Alliances: Simple Golden Rules for Success
Many companies account for up to one third of their revenue and value through corporate alliances, which grow by about 25 percent a year. However, 60% to 70% of them fail. What is going wrong?
Because alliances involve interdependence between companies that may be competitors and may also have vastly different operating styles and cultures, they demand more care and handling than other business arrangements.
I’ve outlined my principles—based on over two decades of work with alliances:
(1) Focus less on defining the business plan and more on how you and your partner will work together.
(2) Develop metrics pegged not only to alliance goals but also to performance in working toward them.
(3) Instead of trying to eliminate differences, leverage them to create value.
(4) Go beyond formal systems and structures to enable and encourage collaborative behaviour.
(5) Be as diligent in managing your internal stakeholders as you are in managing the relationship with your partner.
In my experience, a systematic “launching of the alliance” has worked well: workshops during which partners explore potential challenges, examine key differences and develop protocols for managing them, and establish mechanisms for making decisions on a daily basis. By regularly surveying both our own employees and our partners, we measure the quality of alliance progress.

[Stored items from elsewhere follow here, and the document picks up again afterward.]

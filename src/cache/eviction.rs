//! Eviction manager: retention, capacity bounds and clear-all.
//!
//! Each pass is one store transaction, so readers never see a half-evicted
//! cache and observers are notified once per pass.

use std::sync::Arc;

use metrics::counter;
use time::OffsetDateTime;
use tracing::info;

use super::clock::Clock;
use super::config::CacheConfig;
use super::error::CacheError;
use super::events::{CacheEvents, EventKind};
use crate::store::{CacheStore, EvictionReport};

pub const METRIC_EVICTED_ROWS_TOTAL: &str = "postcache_evicted_rows_total";

#[derive(Clone)]
pub struct EvictionManager {
    store: Arc<dyn CacheStore>,
    clock: Arc<dyn Clock>,
    events: Arc<CacheEvents>,
    config: CacheConfig,
}

impl EvictionManager {
    pub fn new(
        store: Arc<dyn CacheStore>,
        clock: Arc<dyn Clock>,
        events: Arc<CacheEvents>,
        config: CacheConfig,
    ) -> Self {
        Self {
            store,
            clock,
            events,
            config,
        }
    }

    /// Delete rows not synced within the retention window ending at `now`,
    /// and metadata not refreshed within it.
    pub async fn evict_expired(&self, now: OffsetDateTime) -> Result<EvictionReport, CacheError> {
        let cutoff = now - self.config.retention_window;
        let report = self
            .store
            .evict_synced_before(cutoff)
            .await
            .map_err(|err| CacheError::store(None, "evict_expired", err))?;
        self.record("expired", report, now);
        Ok(report)
    }

    /// Keep the newest `max_cached_posts` posts and the newest
    /// `max_cached_comments_per_post` comments of each post.
    pub async fn evict_over_capacity(&self) -> Result<EvictionReport, CacheError> {
        let report = self
            .store
            .evict_over_capacity(
                self.config.max_cached_posts,
                self.config.max_cached_comments_per_post,
            )
            .await
            .map_err(|err| CacheError::store(None, "evict_over_capacity", err))?;
        self.record("capacity", report, self.clock.now());
        Ok(report)
    }

    /// Empty every cached table and the metadata.
    pub async fn clear_all(&self) -> Result<EvictionReport, CacheError> {
        let now = self.clock.now();
        let report = self
            .store
            .clear_all(now)
            .await
            .map_err(|err| CacheError::store(None, "clear_all", err))?;
        record_metrics(report);
        info!(
            target = "postcache::cache::eviction",
            rows = report.total(),
            "cache cleared"
        );
        self.events.publish(EventKind::Cleared, now);
        Ok(report)
    }

    /// Retention pass followed by the capacity pass.
    pub async fn run(&self) -> Result<EvictionReport, CacheError> {
        let mut report = self.evict_expired(self.clock.now()).await?;
        report.merge(self.evict_over_capacity().await?);
        Ok(report)
    }

    fn record(&self, reason: &'static str, report: EvictionReport, at: OffsetDateTime) {
        if report.is_empty() {
            return;
        }
        record_metrics(report);
        info!(
            target = "postcache::cache::eviction",
            reason,
            posts = report.posts,
            comments = report.comments,
            categories = report.categories,
            users = report.users,
            metadata = report.metadata,
            "evicted cached rows"
        );
        self.events.publish(EventKind::Evicted { report }, at);
    }
}

fn record_metrics(report: EvictionReport) {
    for (table, rows) in report.per_table() {
        if rows > 0 {
            counter!(METRIC_EVICTED_ROWS_TOTAL, "table" => table.as_str()).increment(rows);
        }
    }
}
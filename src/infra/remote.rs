//! JSON-over-HTTP implementation of [`RemoteSource`].

use std::time::Duration;

use async_trait::async_trait;
use reqwest::{Client, StatusCode, Url};
use serde::de::DeserializeOwned;
use tracing::debug;

use crate::cache::error::FetchError;
use crate::cache::keys::CacheKey;
use crate::domain::entities::{Category, Comment, FetchedBatch, Post, User};
use crate::remote::RemoteSource;

#[derive(Clone, Debug)]
pub struct HttpRemote {
    client: Client,
    base: Url,
}

impl HttpRemote {
    pub fn new(base_url: &str, timeout: Duration) -> Result<Self, FetchError> {
        let mut base = Url::parse(base_url)
            .map_err(|err| FetchError::InvalidRequest(format!("base url: {err}")))?;
        if !base.path().ends_with('/') {
            let path = format!("{}/", base.path());
            base.set_path(&path);
        }
        let client = Client::builder()
            .user_agent(Self::user_agent())
            .timeout(timeout)
            .build()
            .map_err(|err| FetchError::InvalidRequest(err.to_string()))?;
        Ok(Self { client, base })
    }

    pub fn user_agent() -> &'static str {
        concat!("postcache/", env!("CARGO_PKG_VERSION"))
    }

    fn url(&self, path: &str) -> Result<Url, FetchError> {
        self.base
            .join(path)
            .map_err(|err| FetchError::InvalidRequest(format!("{path}: {err}")))
    }

    async fn get<T: DeserializeOwned>(&self, path: &str) -> Result<T, FetchError> {
        let url = self.url(path)?;
        debug!(target = "postcache::remote", url = %url, "GET");
        let resp = self.client.get(url).send().await.map_err(map_reqwest)?;
        let status = resp.status();
        if !status.is_success() {
            return Err(FetchError::Status {
                status: status.as_u16(),
            });
        }
        let bytes = resp.bytes().await.map_err(map_reqwest)?;
        serde_json::from_slice(&bytes).map_err(|err| FetchError::Decode(err.to_string()))
    }

    /// Like [`Self::get`], but a 404 is an absent row rather than a failure.
    async fn get_optional<T: DeserializeOwned>(&self, path: &str) -> Result<Option<T>, FetchError> {
        match self.get(path).await {
            Ok(value) => Ok(Some(value)),
            Err(FetchError::Status { status }) if status == StatusCode::NOT_FOUND.as_u16() => {
                Ok(None)
            }
            Err(err) => Err(err),
        }
    }
}

fn map_reqwest(err: reqwest::Error) -> FetchError {
    if err.is_timeout() {
        FetchError::Timeout
    } else if err.is_decode() {
        FetchError::Decode(err.to_string())
    } else if err.is_builder() {
        FetchError::InvalidRequest(err.to_string())
    } else if let Some(status) = err.status() {
        FetchError::Status {
            status: status.as_u16(),
        }
    } else {
        FetchError::Connectivity(err.to_string())
    }
}

#[async_trait]
impl RemoteSource for HttpRemote {
    async fn fetch(&self, key: &CacheKey) -> Result<FetchedBatch, FetchError> {
        match key {
            CacheKey::AllPosts => Ok(FetchedBatch::posts(self.get::<Vec<Post>>("posts").await?)),
            CacheKey::Categories => Ok(FetchedBatch::categories(
                self.get::<Vec<Category>>("categories").await?,
            )),
            CacheKey::AuthorPosts(user) => Ok(FetchedBatch::posts(
                self.get::<Vec<Post>>(&format!("users/{user}/posts")).await?,
            )),
            CacheKey::CategoryPosts(category) => Ok(FetchedBatch::posts(
                self.get::<Vec<Post>>(&format!("categories/{category}/posts"))
                    .await?,
            )),
            CacheKey::PostDetail(id) => {
                let Some(post) = self.get_optional::<Post>(&format!("posts/{id}")).await? else {
                    return Ok(FetchedBatch::gone(*id));
                };
                let comments = self
                    .get::<Vec<Comment>>(&format!("posts/{id}/comments"))
                    .await?;
                let author = self
                    .get_optional::<User>(&format!("users/{}", post.author_id))
                    .await?;
                Ok(FetchedBatch {
                    posts: vec![post],
                    comments,
                    users: author.into_iter().collect(),
                    ..Default::default()
                })
            }
        }
    }
}

#[cfg(test)]
mod tests {
    use super::*;

    #[test]
    fn paths_resolve_under_base_prefix() {
        let remote =
            HttpRemote::new("https://blog.example.com/api/v1", Duration::from_secs(5)).expect("remote");
        assert_eq!(
            remote.url("posts/3/comments").expect("url").as_str(),
            "https://blog.example.com/api/v1/posts/3/comments"
        );
    }

    #[test]
    fn rejects_relative_base_url() {
        assert!(matches!(
            HttpRemote::new("not a url", Duration::from_secs(5)),
            Err(FetchError::InvalidRequest(_))
        ));
    }
}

Creating formal systems and structures, sure, these standard recommendations are all sensible; you’d apply them to any business arrangement.

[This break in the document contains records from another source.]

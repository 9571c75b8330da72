use std::sync::Arc;

use tracing::info;

use crate::{
    application::error::AppError,
    cache::{AlwaysAvailable, CacheManager, SyncCoordinator, SystemClock},
    config::Settings,
    infra::{db::SqliteStore, error::InfraError, remote::HttpRemote},
    remote::{OfflineRemote, RemoteSource},
};

/// Everything a command needs, built once from [`Settings`].
#[derive(Clone)]
pub struct CacheContext {
    pub store: SqliteStore,
    pub manager: CacheManager,
    pub sync: SyncCoordinator,
}

impl CacheContext {
    /// Open the database, apply migrations, wire the cache core and clear
    /// refresh flags left behind by a previous process.
    pub async fn build(settings: &Settings) -> Result<Self, AppError> {
        let pool = SqliteStore::connect(
            &settings.database.url,
            settings.database.max_connections.get(),
        )
        .await
        .map_err(|err| InfraError::open(&settings.database.url, err))?;
        SqliteStore::run_migrations(&pool)
            .await
            .map_err(InfraError::from)?;
        let store = SqliteStore::new(pool);

        let remote: Arc<dyn RemoteSource> = match settings.api.base_url.as_deref() {
            Some(base_url) => Arc::new(
                HttpRemote::new(base_url, settings.api.timeout)
                    .map_err(|err| InfraError::endpoint(base_url, err))?,
            ),
            None => {
                info!(
                    target = "postcache::context",
                    "api.base_url not set; running offline"
                );
                Arc::new(OfflineRemote)
            }
        };

        let manager = CacheManager::new(
            Arc::new(store.clone()),
            remote,
            Arc::new(SystemClock),
            settings.cache.clone(),
        );
        manager.recover().await?;

        let sync = manager.sync_coordinator(Arc::new(AlwaysAvailable), settings.sync);

        Ok(Self {
            store,
            manager,
            sync,
        })
    }
}
//! Template records built from the tool's listing

use crate::parse::{parse_table, TableRecord};
use serde::{Deserialize, Serialize};
use std::collections::BTreeMap;
use std::fmt;

/// Listing columns, in the order the tool prints them
const NAME_COLUMN: usize = 0;
const SHORT_NAME_COLUMN: usize = 1;
const LANGUAGES_COLUMN: usize = 2;
const TAGS_COLUMN: usize = 3;

/// An installed template, keyed in a catalog by its short name
#[derive(Debug, Clone, Default, PartialEq, Eq, Serialize, Deserialize)]
pub struct TemplateInfo {
    pub name: String,
    pub languages: String,
    pub tags: String,
}

impl TemplateInfo {
    /// Build `(short name, info)` from a listing row; rows without a short name are skipped
    pub fn from_record(record: &TableRecord) -> Option<(String, TemplateInfo)> {
        let column = |index| record.value(index).unwrap_or_default().to_string();

        let short_name = column(SHORT_NAME_COLUMN);
        if short_name.is_empty() {
            return None;
        }
        Some((
            short_name,
            TemplateInfo {
                name: column(NAME_COLUMN),
                languages: column(LANGUAGES_COLUMN),
                tags: column(TAGS_COLUMN),
            },
        ))
    }
}

impl fmt::Display for TemplateInfo {
    fn fmt(&self, f: &mut fmt::Formatter<'_>) -> fmt::Result {
        write!(
            f,
            "[name={},languages={},tags={}]",
            self.name, self.languages, self.tags
        )
    }
}

/// Templates keyed by short name
pub type TemplateCatalog = BTreeMap<String, TemplateInfo>;

/// Parse `<tool> new --list` output into a catalog
pub fn catalog_from_listing(text: &str) -> TemplateCatalog {
    parse_table(text)
        .iter()
        .filter_map(TemplateInfo::from_record)
        .collect()
}

/// Templates in `from` whose short name is absent from `minus`
pub fn difference(from: &TemplateCatalog, minus: &TemplateCatalog) -> TemplateCatalog {
    from.iter()
        .filter(|(key, _)| !minus.contains_key(*key))
        .map(|(key, info)| (key.clone(), info.clone()))
        .collect()
}
//! Zip packaging of a directory tree
//!
//! Entries are written parent-before-children with paths relative to the packed
//! root. Links to regular files are stored as copies of their target; other
//! links are skipped. On Unix-like targets every entry carries explicit
//! permissions so the extracted project is readable and directories are
//! traversable, whatever the permissions of the scratch files were.

use super::{CompressionLevel, PackageError, Packager};
use ::zip::write::SimpleFileOptions;
use ::zip::{CompressionMethod, ZipWriter};
use std::fs::File;
use std::io::Cursor;
use std::path::{Component, Path};
use tracing::{debug, warn};
use walkdir::WalkDir;

/// rw-r--r--
#[cfg(not(windows))]
const UNIX_FILE_PERMISSIONS: u32 = 0o644;

/// rwxr-xr-x
#[cfg(not(windows))]
const UNIX_DIRECTORY_PERMISSIONS: u32 = 0o755;

/// Entries at or above this size need zip64 extensions
const LARGE_FILE_THRESHOLD: u64 = u32::MAX as u64;

/// Packager producing `application/zip` archives
#[derive(Debug, Clone, Copy, Default)]
pub struct ZipPackager {
    compression: CompressionLevel,
}

impl ZipPackager {
    pub fn new(compression: CompressionLevel) -> Self {
        Self { compression }
    }

    fn file_options(&self, size: u64) -> SimpleFileOptions {
        let (method, level) = match self.compression {
            CompressionLevel::Fastest => (CompressionMethod::Deflated, Some(1)),
            CompressionLevel::Default => (CompressionMethod::Deflated, None),
            CompressionLevel::Smallest => (CompressionMethod::Deflated, Some(9)),
            CompressionLevel::Stored => (CompressionMethod::Stored, None),
        };
        let options = SimpleFileOptions::default()
            .compression_method(method)
            .compression_level(level)
            .large_file(size >= LARGE_FILE_THRESHOLD);
        #[cfg(not(windows))]
        let options = options.unix_permissions(UNIX_FILE_PERMISSIONS);
        options
    }

    /// Store `path` (read through any symbolic link) as `name`
    fn add_file(
        &self,
        zip: &mut ZipWriter<Cursor<Vec<u8>>>,
        name: String,
        path: &Path,
    ) -> Result<(), PackageError> {
        let io_err = |source| PackageError::Io {
            path: path.to_path_buf(),
            source,
        };
        let size = std::fs::metadata(path).map_err(io_err)?.len();
        let mut file = File::open(path).map_err(io_err)?;
        zip.start_file(name, self.file_options(size))?;
        std::io::copy(&mut file, zip).map_err(io_err)?;
        Ok(())
    }

    fn directory_options(&self) -> SimpleFileOptions {
        let options = SimpleFileOptions::default().compression_method(CompressionMethod::Stored);
        #[cfg(not(windows))]
        let options = options.unix_permissions(UNIX_DIRECTORY_PERMISSIONS);
        options
    }
}

impl Packager for ZipPackager {
    fn name(&self) -> &str {
        "zip"
    }

    fn file_extension(&self) -> &str {
        ".zip"
    }

    fn mime_type(&self) -> &str {
        "application/zip"
    }

    fn pack(&self, root: &Path) -> Result<Vec<u8>, PackageError> {
        let mut zip = ZipWriter::new(Cursor::new(Vec::new()));
        let mut entries = 0usize;

        let walker = WalkDir::new(root)
            .min_depth(1)
            .follow_links(false)
            .sort_by_file_name();

        for entry in walker {
            let entry = entry.map_err(|source| PackageError::Walk {
                root: root.to_path_buf(),
                source,
            })?;
            let relative = match entry.path().strip_prefix(root) {
                Ok(relative) => archive_path(relative),
                Err(_) => continue,
            };
            let file_type = entry.file_type();

            if file_type.is_dir() {
                zip.add_directory(format!("{}/", relative), self.directory_options())?;
            } else if file_type.is_file() || points_to_file(entry.path()) {
                self.add_file(&mut zip, relative, entry.path())?;
            } else {
                // Directory links could loop or leave the root.
                warn!(path = %entry.path().display(), "skipping entry that is not a file or directory");
                continue;
            }
            entries += 1;
        }

        let bytes = zip.finish()?.into_inner();
        debug!(
            root = %root.display(),
            entries,
            bytes = bytes.len(),
            "packaged directory as zip"
        );
        Ok(bytes)
    }
}

/// A symbolic link whose target is a regular file
fn points_to_file(path: &Path) -> bool {
    std::fs::metadata(path).is_ok_and(|m| m.is_file())
}

/// Slash-separated archive path for a path relative to the packed root
fn archive_path(relative: &Path) -> String {
    relative
        .components()
        .filter_map(|component| match component {
            Component::Normal(part) => Some(part.to_string_lossy()),
            _ => None,
        })
        .collect::<Vec<_>>()
        .join("/")
}

#[cfg(test)]
mod tests {
    use super::*;
    use ::zip::ZipArchive;
    use std::fs;
    use std::io::Read;

    fn entry_names(bytes: &[u8]) -> Vec<String> {
        let mut archive = ZipArchive::new(Cursor::new(bytes)).unwrap();
        (0..archive.len())
            .map(|i| archive.by_index(i).unwrap().name().to_string())
            .collect()
    }

    #[test]
    fn test_empty_directory_gives_empty_archive() {
        let dir = tempfile::tempdir().unwrap();
        let bytes = ZipPackager::default().pack(dir.path()).unwrap();

        let archive = ZipArchive::new(Cursor::new(bytes)).unwrap();
        assert_eq!(archive.len(), 0);
    }

    #[test]
    fn test_archives_file_contents() {
        let dir = tempfile::tempdir().unwrap();
        fs::create_dir(dir.path().join("d1")).unwrap();
        fs::write(dir.path().join("d1").join("f1"), "f1 stuff").unwrap();

        let bytes = ZipPackager::default().pack(dir.path()).unwrap();
        assert_eq!(entry_names(&bytes), ["d1/", "d1/f1"]);

        let mut archive = ZipArchive::new(Cursor::new(bytes)).unwrap();
        let mut contents = String::new();
        archive
            .by_name("d1/f1")
            .unwrap()
            .read_to_string(&mut contents)
            .unwrap();
        assert_eq!(contents, "f1 stuff");
        assert!(archive.by_index(0).unwrap().is_dir());
    }

    #[test]
    fn test_archives_nested_directories() {
        let dir = tempfile::tempdir().unwrap();
        fs::create_dir_all(dir.path().join("d1").join("d2")).unwrap();

        let bytes = ZipPackager::default().pack(dir.path()).unwrap();
        assert_eq!(entry_names(&bytes), ["d1/", "d1/d2/"]);
    }

    #[test]
    fn test_paths_are_relative_to_root() {
        let dir = tempfile::tempdir().unwrap();
        let root = dir.path().join("Joe");
        fs::create_dir_all(root.join("src")).unwrap();
        fs::write(root.join("Joe.csproj"), "<Project />").unwrap();
        fs::write(root.join("src").join("Program.cs"), "// main").unwrap();

        let bytes = ZipPackager::default().pack(&root).unwrap();
        let names = entry_names(&bytes);

        assert_eq!(names, ["Joe.csproj", "src/", "src/Program.cs"]);
        assert!(names.iter().all(|n| !n.starts_with('/') && !n.contains("Joe/")));
    }

    #[cfg(unix)]
    #[test]
    fn test_unix_permissions() {
        use std::os::unix::fs::PermissionsExt;

        let dir = tempfile::tempdir().unwrap();
        let sub = dir.path().join("bin");
        fs::create_dir(&sub).unwrap();
        let script = sub.join("run.sh");
        fs::write(&script, "#!/bin/sh\n").unwrap();
        fs::set_permissions(&script, fs::Permissions::from_mode(0o777)).unwrap();

        let bytes = ZipPackager::default().pack(dir.path()).unwrap();
        let mut archive = ZipArchive::new(Cursor::new(bytes)).unwrap();

        let dir_mode = archive.by_name("bin/").unwrap().unix_mode().unwrap();
        assert_eq!(dir_mode & 0o7777, 0o755);
        let file_mode = archive.by_name("bin/run.sh").unwrap().unix_mode().unwrap();
        assert_eq!(file_mode & 0o7777, 0o644);
    }

    #[cfg(unix)]
    #[test]
    fn test_file_links_are_archived_with_target_contents() {
        use std::os::unix::fs::symlink;

        let outside = tempfile::tempdir().unwrap();
        fs::write(outside.path().join("shared.props"), "<Project />").unwrap();
        fs::create_dir(outside.path().join("shared")).unwrap();

        let dir = tempfile::tempdir().unwrap();
        fs::write(dir.path().join("a.txt"), "a").unwrap();
        symlink(outside.path().join("shared.props"), dir.path().join("b.props")).unwrap();
        symlink(dir.path().join("a.txt"), dir.path().join("c.txt")).unwrap();
        symlink(outside.path().join("shared"), dir.path().join("linked-dir")).unwrap();
        symlink(dir.path().join("missing"), dir.path().join("dangling")).unwrap();

        let bytes = ZipPackager::default().pack(dir.path()).unwrap();
        assert_eq!(entry_names(&bytes), ["a.txt", "b.props", "c.txt"]);

        let mut archive = ZipArchive::new(Cursor::new(bytes)).unwrap();
        let mut contents = String::new();
        archive
            .by_name("b.props")
            .unwrap()
            .read_to_string(&mut contents)
            .unwrap();
        assert_eq!(contents, "<Project />");
    }

    #[test]
    fn test_compression_levels_round_trip() {
        let dir = tempfile::tempdir().unwrap();
        let contents = "all work and no play\n".repeat(2000);
        fs::write(dir.path().join("big.txt"), &contents).unwrap();

        let stored = ZipPackager::new(CompressionLevel::Stored).pack(dir.path()).unwrap();
        let smallest = ZipPackager::new(CompressionLevel::Smallest).pack(dir.path()).unwrap();
        assert!(smallest.len() < stored.len());

        let mut archive = ZipArchive::new(Cursor::new(smallest)).unwrap();
        let mut read_back = String::new();
        archive
            .by_name("big.txt")
            .unwrap()
            .read_to_string(&mut read_back)
            .unwrap();
        assert_eq!(read_back, contents);
    }

    #[test]
    fn test_missing_root_is_error() {
        let dir = tempfile::tempdir().unwrap();
        let err = ZipPackager::default()
            .pack(&dir.path().join("missing"))
            .unwrap_err();

        assert!(matches!(err, PackageError::Walk { .. }));
    }
}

Alliances, however, are not just any kind of business relationship. It requires a high level of interdependence between companies, which may continue to compete in the market. They require the ability to navigate—and often to actively leverage—significant differences between partners’ strengths and operating styles. As a result, alliance management is viewed as incomplete and misleading, causing companies to ignore or undervalue other, potentially more important drivers of success.

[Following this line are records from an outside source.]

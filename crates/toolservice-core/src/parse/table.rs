//! Fixed-width table parsing for human-oriented CLI listings
//!
//! Column geometry is derived from the table itself: either from a rule row of
//! dashes (`-----  ----`) or, when there is none, from a header whose titles are
//! separated by runs of two or more spaces. Data rows are then sliced at those
//! character offsets, so cells may contain single or repeated spaces freely.

/// Minimum run of spaces that separates two header cells
const COLUMN_GAP: usize = 2;

/// A single column: title and the character offset where it starts
#[derive(Debug, Clone, PartialEq, Eq)]
pub struct Column {
    pub title: String,
    pub start: usize,
}

/// Ordered column geometry for one table
#[derive(Debug, Clone, PartialEq, Eq)]
pub struct TableLayout {
    columns: Vec<Column>,
}

impl TableLayout {
    /// Derive columns from a header line whose titles are separated by 2+ spaces
    pub fn from_header(header: &str) -> Self {
        let columns = cell_spans(header)
            .into_iter()
            .map(|(start, title)| Column { title, start })
            .collect();
        Self { columns }
    }

    /// Derive columns from a dash rule, taking titles from `titles` at the same offsets
    ///
    /// Without a title line, columns are named `column1`, `column2`, ...
    pub fn from_rule(rule: &str, titles: Option<&str>) -> Self {
        let starts: Vec<usize> = cell_spans(rule).into_iter().map(|(start, _)| start).collect();
        let mut layout = Self {
            columns: starts
                .iter()
                .enumerate()
                .map(|(i, &start)| Column {
                    title: format!("column{}", i + 1),
                    start,
                })
                .collect(),
        };
        if let Some(line) = titles {
            let chars: Vec<char> = line.chars().collect();
            for i in 0..layout.columns.len() {
                let title = layout.slice(&chars, i);
                if !title.is_empty() {
                    layout.columns[i].title = title;
                }
            }
        }
        layout
    }

    pub fn columns(&self) -> &[Column] {
        &self.columns
    }

    pub fn is_empty(&self) -> bool {
        self.columns.is_empty()
    }

    /// Slice one data row into a record
    pub fn record(&self, line: &str) -> TableRecord {
        let chars: Vec<char> = line.chars().collect();
        let fields = (0..self.columns.len())
            .map(|i| (self.columns[i].title.clone(), self.slice(&chars, i)))
            .collect();
        TableRecord { fields }
    }

    /// Cell text of column `index`: from its start to the next column's start,
    /// the last column running to end of line. Short rows yield empty cells.
    fn slice(&self, chars: &[char], index: usize) -> String {
        let start = self.columns[index].start;
        if start >= chars.len() {
            return String::new();
        }
        let end = self
            .columns
            .get(index + 1)
            .map_or(chars.len(), |next| next.start.min(chars.len()));
        chars[start..end].iter().collect::<String>().trim().to_string()
    }
}

/// One data row, keyed by column title in column order
#[derive(Debug, Clone, Default, PartialEq, Eq)]
pub struct TableRecord {
    fields: Vec<(String, String)>,
}

impl TableRecord {
    /// Value of the first column titled `title`
    pub fn get(&self, title: &str) -> Option<&str> {
        self.fields
            .iter()
            .find(|(name, _)| name == title)
            .map(|(_, value)| value.as_str())
    }

    /// Value of the column at `index`
    pub fn value(&self, index: usize) -> Option<&str> {
        self.fields.get(index).map(|(_, value)| value.as_str())
    }

    pub fn iter(&self) -> impl Iterator<Item = (&str, &str)> {
        self.fields
            .iter()
            .map(|(name, value)| (name.as_str(), value.as_str()))
    }

    pub fn len(&self) -> usize {
        self.fields.len()
    }

    pub fn is_empty(&self) -> bool {
        self.fields.is_empty()
    }
}

/// Parse a column-aligned listing into one record per data row
pub fn parse(text: &str) -> Vec<TableRecord> {
    let lines: Vec<&str> = text.lines().filter(|line| !line.trim().is_empty()).collect();

    let (layout, rows) = match lines.iter().position(|line| is_rule(line)) {
        Some(idx) => {
            let titles = idx.checked_sub(1).map(|i| lines[i]);
            (TableLayout::from_rule(lines[idx], titles), &lines[idx + 1..])
        }
        None => match lines.split_first() {
            Some((header, rows)) => (TableLayout::from_header(header), rows),
            None => return Vec::new(),
        },
    };

    if layout.is_empty() {
        return Vec::new();
    }
    rows.iter().map(|line| layout.record(line)).collect()
}

/// A rule row consists only of dashes and spaces, with at least one dash
fn is_rule(line: &str) -> bool {
    let line = line.trim();
    !line.is_empty() && line.chars().all(|c| c == '-' || c == ' ')
}

/// Split a line into `(char offset, text)` cells separated by 2+ spaces
fn cell_spans(line: &str) -> Vec<(usize, String)> {
    let mut spans = Vec::new();
    let mut current: Option<(usize, String)> = None;
    let mut spaces = 0;

    for (offset, c) in line.trim_end().chars().enumerate() {
        if c.is_whitespace() {
            spaces += 1;
            continue;
        }
        if spaces >= COLUMN_GAP {
            if let Some(cell) = current.take() {
                spans.push(cell);
            }
        }
        match current.as_mut() {
            Some((_, text)) => {
                // Single spaces belong to the title ("Template Name").
                for _ in 0..spaces {
                    text.push(' ');
                }
                text.push(c);
            }
            None => current = Some((offset, c.to_string())),
        }
        spaces = 0;
    }
    spans.extend(current);
    spans
}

To begin achieving reliably higher success rates with your alliances, companies shift your focus to the principles that complement the conventional advice. This means:
Golden Rule 1
Focus less on defining the business plan and more on how you’ll work together.
Companies have learned the hard way not to enter into an alliance without a detailed business plan and contract. But sound business planning is only half the battle. Dwelling on a formal plan can obscure the critical need to explore and clarify up front the nature of the partners’ working relationship—not just what they will do but how they will interact.
I know people involved in numerous failed alliances who over the years have consistently pointed to breakdowns in trust and communication and the inability to resolve an inevitable succession of disagreements as the most common causes of failure. Better business planning was cited rarely—and more carefully crafted contracts almost never—as something that could have saved those alliances.
Successful alliances depend on the ability of individuals on both sides to work almost as if they were employed by the same company. For this kind of collaboration to occur, team members must know how their counterparts operate: how they make decisions, how they allocate resources, how they share information. That, in turn, requires a clear understanding of each partner’s organisational structure, policies and procedures, and culture and norms. The partners should use that understanding to establish guidelines for working together.
Usually, if partners discuss the kind of relationship they want at all, they do so in such abstract terms that it produces little benefit. Laudable guiding principles are bandied about, but what they mean for each side is typically undetermined. For example, two companies may agree that a good relationship is characterised by mutual trust and respect for each other’s strengths. But unspoken assumptions about what that means in practice may differ sharply. One partner may think that acting with trust and respect means being direct and challenging decisions that seem not to make sense. The other may think it means that each side will defer to its partner’s judgment when the partner says it can’t do something. Such assumptions lie in wait ready to sabotage the relationship.
The resulting clarity has led to faster decision making, reduced frustration, and better follow-through once decisions have been made.
Golden Rule 2
Develop metrics pegged not only to alliance goals but also to alliance progress.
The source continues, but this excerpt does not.